Cette journée d’été avait commencé comme toutes les autres, par un petit déjeuner entre les trois femmes de la famille, puis par les corvées habituelles qui étaient propre à la bonne tenue d’une maison. Jeanne avait comme à son habitude pris le chemin du poulailler et elle nourrit ses poules qu’elle affectionnait tant et prenait les œufs du matin. Puis, elle profita de la fraîcheur du matin pour se rendre au potager et l’entretenir, arrachant les mauvaises herbes, arrosant les légumes et récoltant ce qui devait être récolté.

Jeanne était une jeune fille calme, âgée de seize ans, elle avait ce teint frais de la jeunesse et ses yeux marron étaient remplis d’une grande douceur. Le contact avec la nature la rendait belle et c’était ce qui lui correspondait le mieux. Calme et toujours sereine, Jeanne était la douceur de la famille, une grande timide dans l’âme, très pieuse et qui se contentait des choses simples que l’existence pouvait lui apporter. Très proche de sa famille, elle se voyait déjà passer le reste de son existence à Pont-Noyelles, cette petite commune de la Somme, avec un doux mari et de beaux enfants. Elle n’avait que seize ans et avait encore le temps avant de se marier, mais Jeanne espérait bien franchir le pas de l’église avec un jeune homme avec qui elle passait beaucoup de temps depuis son plus jeune âge. Entre eux, cela avait toujours été une évidence, ils étaient calmes, ils appréciaient la vie à la campagne et le labeur pour parvenir à ses fins. Cette évidence s’était concrétisée quand durant le bal du 14 juillet, il l’avait embrassé pour la première fois. Ce simple baiser avait fait naître en elle de nouveaux sentiments et Jeanne était certaine que son avenir se ferait avec lui. Idéalistes tous les deux, doux rêveurs, ils s’étaient promis d’en parler prochainement avec leurs parents pour voir leur projet se concrétiser dans quelques années. C’était un doux rêve et chaque nuit, Jeanne s’endormait en regardant la photo de son Léon.

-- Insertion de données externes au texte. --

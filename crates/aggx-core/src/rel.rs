//! # Relational Plan Nodes
//!
//! The algebra the aggregate planner rewrites and lowers. Trees are immutable and shared
//! through `RelRef = Arc<Rel>`, so alternatives explored by the search can reuse subtrees
//! freely and can be built on different threads without locking. Rewrites always build
//! new nodes (`with_inputs`, the `copy` functions on the aggregates).
//!
//! ## Node Kinds
//!
//! - `Scan`: a table with a declared row type, statistics and distribution.
//! - `Filter`, `Project`: row-level operators.
//! - `Exchange`: redistributes its input (gather to one site, or hash partition).
//! - `Aggregate`: the logical GROUP BY node (see `logical`).
//! - `PhysicalAggregate`: a lowered aggregate with strategy, role and split count (see
//!   `physical`).
//!
//! ## Identity
//!
//! `fingerprint()` is a structural 64-bit hash of the whole subtree, computed from the
//! node values rather than from their printed form. `digest()` is the readable identity
//! of one node: its description with the fingerprints of its inputs in place of the
//! inputs themselves. Physical aggregates extend it with split, role and HAVING.
//!
//! ## Lowering
//!
//! `to_runtime_plan` lowers a fully physical tree. A logical aggregate still present at
//! that point is an internal fault.

use crate::config::PlannerConfig;
use crate::convert::ExpressionConverter;
use crate::cost::{Cost, CostFactory};
use crate::error::{InternalFault, Result};
use crate::explain::{bracketed, OrderedFields};
use crate::expr::ScalarExpr;
use crate::logical::LogicalAggregate;
use crate::physical::{AggregateRole, PhysicalAggregate};
use crate::properties::Distribution;
use crate::runtime::{PlanNodeBody, RuntimePlanNode};
use crate::schema::{Field, RowType};
use crate::stats::{
    derive_aggregate_stats, derive_filter_stats, sanitize_row_count, MetadataQuery, Statistics,
    DEFAULT_FILTER_SELECTIVITY,
};
use std::collections::hash_map::DefaultHasher;
use std::fmt::Write as _;
use std::hash::{Hash, Hasher};
use std::sync::Arc;

pub type RelRef = Arc<Rel>;

/// A base table.
#[derive(Debug, Clone)]
pub struct TableScan {
    table: String,
    row_type: RowType,
    stats: Statistics,
    distribution: Distribution,
}

impl TableScan {
    /// A table stored at a single site.
    pub fn new(table: impl Into<String>, row_type: RowType, stats: Statistics) -> Self {
        Self {
            table: table.into(),
            row_type,
            stats,
            distribution: Distribution::Single,
        }
    }

    pub fn with_distribution(mut self, distribution: Distribution) -> Self {
        self.distribution = distribution;
        self
    }

    pub fn table(&self) -> &str {
        &self.table
    }

    pub fn statistics(&self) -> &Statistics {
        &self.stats
    }
}

// Column statistics do not identify a scan; the row count is hashed by bit pattern.
impl Hash for TableScan {
    fn hash<H: Hasher>(&self, state: &mut H) {
        self.table.hash(state);
        self.row_type.hash(state);
        self.distribution.hash(state);
        self.stats.row_count.to_bits().hash(state);
    }
}

#[derive(Debug, Clone, Hash)]
pub struct Filter {
    input: RelRef,
    predicate: ScalarExpr,
}

impl Filter {
    pub fn create(input: RelRef, predicate: ScalarExpr) -> Result<Self> {
        check_columns(std::slice::from_ref(&predicate), input.row_type())?;
        Ok(Self { input, predicate })
    }

    pub fn input(&self) -> &RelRef {
        &self.input
    }

    pub fn predicate(&self) -> &ScalarExpr {
        &self.predicate
    }
}

#[derive(Debug, Clone, Hash)]
pub struct Project {
    input: RelRef,
    exprs: Vec<ScalarExpr>,
    row_type: RowType,
}

impl Project {
    /// Project `input` through `(expression, output field)` pairs.
    pub fn create(input: RelRef, projections: Vec<(ScalarExpr, Field)>) -> Result<Self> {
        let (exprs, fields): (Vec<ScalarExpr>, Vec<Field>) = projections.into_iter().unzip();
        check_columns(&exprs, input.row_type())?;
        Ok(Self {
            input,
            exprs,
            row_type: RowType::new(fields),
        })
    }

    pub fn input(&self) -> &RelRef {
        &self.input
    }

    pub fn exprs(&self) -> &[ScalarExpr] {
        &self.exprs
    }
}

#[derive(Debug, Clone, Hash)]
pub struct Exchange {
    input: RelRef,
    distribution: Distribution,
}

impl Exchange {
    pub fn new(input: RelRef, distribution: Distribution) -> Self {
        Self { input, distribution }
    }

    pub fn input(&self) -> &RelRef {
        &self.input
    }

    pub fn distribution(&self) -> &Distribution {
        &self.distribution
    }
}

fn check_columns(exprs: &[ScalarExpr], row_type: &RowType) -> Result<()> {
    let field_count = row_type.field_count();
    for expr in exprs {
        if let Some(col) = expr.columns().into_iter().find(|c| c.index >= field_count) {
            return Err(InternalFault::ColumnOutOfBounds {
                index: col.index,
                field_count,
            }
            .into());
        }
    }
    Ok(())
}

/// Node kinds, without data. Used by rule patterns.
#[derive(Debug, Clone, Copy, PartialEq, Eq, Hash)]
pub enum RelKind {
    Scan,
    Filter,
    Project,
    Exchange,
    Aggregate,
    PhysicalAggregate,
}

impl RelKind {
    pub fn name(&self) -> &'static str {
        match self {
            RelKind::Scan => "Scan",
            RelKind::Filter => "Filter",
            RelKind::Project => "Project",
            RelKind::Exchange => "Exchange",
            RelKind::Aggregate => "Aggregate",
            RelKind::PhysicalAggregate => "PhysicalAggregate",
        }
    }
}

/// A relational plan node.
#[derive(Debug, Clone, Hash)]
pub enum Rel {
    Scan(TableScan),
    Filter(Filter),
    Project(Project),
    Exchange(Exchange),
    Aggregate(LogicalAggregate),
    PhysicalAggregate(PhysicalAggregate),
}

impl Rel {
    pub fn kind(&self) -> RelKind {
        match self {
            Rel::Scan(_) => RelKind::Scan,
            Rel::Filter(_) => RelKind::Filter,
            Rel::Project(_) => RelKind::Project,
            Rel::Exchange(_) => RelKind::Exchange,
            Rel::Aggregate(_) => RelKind::Aggregate,
            Rel::PhysicalAggregate(_) => RelKind::PhysicalAggregate,
        }
    }

    pub fn row_type(&self) -> &RowType {
        match self {
            Rel::Scan(scan) => &scan.row_type,
            Rel::Filter(filter) => filter.input.row_type(),
            Rel::Project(project) => &project.row_type,
            Rel::Exchange(exchange) => exchange.input.row_type(),
            Rel::Aggregate(agg) => agg.row_type(),
            Rel::PhysicalAggregate(agg) => agg.row_type(),
        }
    }

    pub fn inputs(&self) -> Vec<&RelRef> {
        match self {
            Rel::Scan(_) => vec![],
            Rel::Filter(filter) => vec![&filter.input],
            Rel::Project(project) => vec![&project.input],
            Rel::Exchange(exchange) => vec![&exchange.input],
            Rel::Aggregate(agg) => vec![agg.input()],
            Rel::PhysicalAggregate(agg) => vec![agg.input()],
        }
    }

    /// Same node over new inputs.
    pub fn with_inputs(&self, inputs: Vec<RelRef>) -> Result<Rel> {
        let kind = self.kind();
        let mut inputs = inputs.into_iter();
        let mut next = || inputs.next().ok_or(InternalFault::MissingInput(kind.name()));
        Ok(match self {
            Rel::Scan(scan) => Rel::Scan(scan.clone()),
            Rel::Filter(filter) => Rel::Filter(Filter::create(next()?, filter.predicate.clone())?),
            Rel::Project(project) => {
                let projections = project
                    .exprs
                    .iter()
                    .cloned()
                    .zip(project.row_type.fields().iter().cloned())
                    .collect();
                Rel::Project(Project::create(next()?, projections)?)
            }
            Rel::Exchange(exchange) => {
                Rel::Exchange(Exchange::new(next()?, exchange.distribution.clone()))
            }
            Rel::Aggregate(agg) => Rel::Aggregate(agg.with_input(next()?)?),
            Rel::PhysicalAggregate(agg) => Rel::PhysicalAggregate(agg.with_input(next()?)?),
        })
    }

    pub fn distribution(&self) -> Distribution {
        match self {
            Rel::Scan(scan) => scan.distribution.clone(),
            Rel::Exchange(exchange) => exchange.distribution.clone(),
            Rel::Filter(_) | Rel::Project(_) | Rel::Aggregate(_) | Rel::PhysicalAggregate(_) => self
                .inputs()
                .first()
                .map(|input| input.distribution())
                .unwrap_or_default(),
        }
    }

    pub fn statistics(&self) -> Statistics {
        match self {
            Rel::Scan(scan) => scan.stats.clone(),
            Rel::Filter(filter) => {
                derive_filter_stats(&filter.input.statistics(), DEFAULT_FILTER_SELECTIVITY)
            }
            Rel::Project(project) => {
                let input = project.input.statistics();
                Statistics::new(input.row_count, input.total_size_bytes)
            }
            Rel::Exchange(exchange) => exchange.input.statistics(),
            Rel::Aggregate(agg) => derive_aggregate_stats(&agg.input().statistics(), agg.group_set()),
            Rel::PhysicalAggregate(agg) => {
                let input = agg.input().statistics();
                let mut stats = derive_aggregate_stats(&input, agg.group_set());
                // Every partition can emit each group once.
                if agg.role() == AggregateRole::FragmentOnly {
                    stats.row_count = (stats.row_count * f64::from(agg.split_count()))
                        .min(sanitize_row_count(input.row_count))
                        .max(1.0);
                }
                stats
            }
        }
    }

    pub fn estimate_row_count(&self) -> f64 {
        sanitize_row_count(self.statistics().row_count)
    }

    /// Logical aggregates get the exploratory heuristic; everything else costs the rows
    /// it handles.
    pub fn cost(&self, mq: &dyn MetadataQuery, factory: &dyn CostFactory, config: &PlannerConfig) -> Cost {
        match self {
            Rel::Aggregate(agg) => agg.cost(mq.row_count(self), &config.cost_heuristic(), factory),
            Rel::PhysicalAggregate(agg) => agg.cost(mq, factory),
            _ => factory.make_cost(mq.row_count(self), 0.0, 0.0),
        }
    }

    pub fn describe(&self) -> OrderedFields {
        match self {
            Rel::Scan(scan) => OrderedFields::new("Scan")
                .item("table", &scan.table)
                .item_if("distribution", &scan.distribution, scan.distribution.is_partitioned()),
            Rel::Filter(filter) => OrderedFields::new("Filter").item("condition", &filter.predicate),
            Rel::Project(project) => OrderedFields::new("Project")
                .item("exprs", bracketed(&project.exprs))
                .item("names", bracketed(&project.row_type.names())),
            Rel::Exchange(exchange) => {
                OrderedFields::new("Exchange").item("distribution", &exchange.distribution)
            }
            Rel::Aggregate(agg) => agg.describe(),
            Rel::PhysicalAggregate(agg) => agg.describe(),
        }
    }

    pub fn digest(&self) -> String {
        match self {
            Rel::PhysicalAggregate(agg) => agg.digest(),
            _ => {
                let fingerprints: Vec<u64> = self.inputs().iter().map(|i| i.fingerprint()).collect();
                self.describe().digest_with_inputs(&fingerprints)
            }
        }
    }

    pub fn fingerprint(&self) -> u64 {
        let mut hasher = DefaultHasher::new();
        self.hash(&mut hasher);
        hasher.finish()
    }

    /// Indented tree, one node per line.
    pub fn explain(&self) -> String {
        let mut out = String::new();
        self.explain_into(&mut out, 0);
        out
    }

    fn explain_into(&self, out: &mut String, depth: usize) {
        let _ = writeln!(out, "{}{}", "  ".repeat(depth), self.describe());
        for input in self.inputs() {
            input.explain_into(out, depth + 1);
        }
    }

    /// Lower this tree into a runtime plan.
    pub fn to_runtime_plan(&self, conv: &dyn ExpressionConverter) -> Result<RuntimePlanNode> {
        let body = match self {
            Rel::PhysicalAggregate(agg) => return agg.to_runtime_plan(conv),
            Rel::Aggregate(_) => return Err(InternalFault::NotPhysical("Aggregate").into()),
            Rel::Scan(scan) => PlanNodeBody::SeqScan {
                table: scan.table.clone(),
            },
            Rel::Filter(filter) => PlanNodeBody::Filter {
                predicate: conv.convert_predicate(&filter.predicate, filter.input.row_type())?,
            },
            Rel::Project(project) => PlanNodeBody::Projection {
                exprs: project
                    .exprs
                    .iter()
                    .map(|e| conv.convert_predicate(e, project.input.row_type()))
                    .collect::<Result<Vec<_>>>()?,
            },
            Rel::Exchange(exchange) => PlanNodeBody::Exchange {
                distribution: exchange.distribution.clone(),
            },
        };
        let mut node = RuntimePlanNode::new(body);
        node.set_output_schema(conv.row_schema_from_row_type(self.row_type()));
        for input in self.inputs() {
            node.add_and_link_child(input.to_runtime_plan(conv)?);
        }
        Ok(node)
    }
}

Après les corvées dans le jardin, Jeanne rentrait à la maison et aidait sa mère à préparer le repas du midi ou elle faisait quelques tâches ménagères pour s’occuper en attendant le temps du midi. Puis, vint l’après-midi où comme à son habitude, la jeune fille aida sa mère dans ses travaux de coutures. Rose Brunel était une excellente couturière et elle avait appris tout son savoir-faire à ses filles, si bien qu’elles pouvaient l’assister dans ses commandes. Aujourd’hui, il n’y avait pas énormément de travail, ainsi la jeune fille put se rendre dans sa chambre, pour y lire, au calme, un ouvrage.

« Jeanne, prends ton chapeau maman veut qu’on aille chez les Destiennes chercher du lait. » Mathilde Brunel était une jeune femme de dix-huit, très semblable physiquement à sa sœur, mais dont le regard était beaucoup plus dur.

Mathilde était une jeune femme que beaucoup dans le village qualifié de mystérieuse. Tantôt souriante, tantôt sombre, elle était l’opposée de sa sœur cadette. Bien plus turbulente étant enfant, elle demeurait une jeune femme pleine de vie, nourrissant une grande soif d’aventure et un besoin évident d’une autre vie. Même si elle ne le montrait pas, Mathilde souffrait de cette vie étriquée à la campagne. Elle nourrissait l’espoir de pouvoir tout quitter pour se rendre à la ville, sans pour autant l’avouer à ses parents. Ainsi, Mathilde ne rechignait jamais quand il fallait accompagner l’un de ses parents à Amiens, elle adorait l’affluence de population et les vitrines des magasins. Cependant, malgré leurs différences, Mathilde adorait sa petite sœur Jeanne qu’elle avait toujours cherché à protéger, surtout à l’école où son caractère était beaucoup moins affirmé que le sien.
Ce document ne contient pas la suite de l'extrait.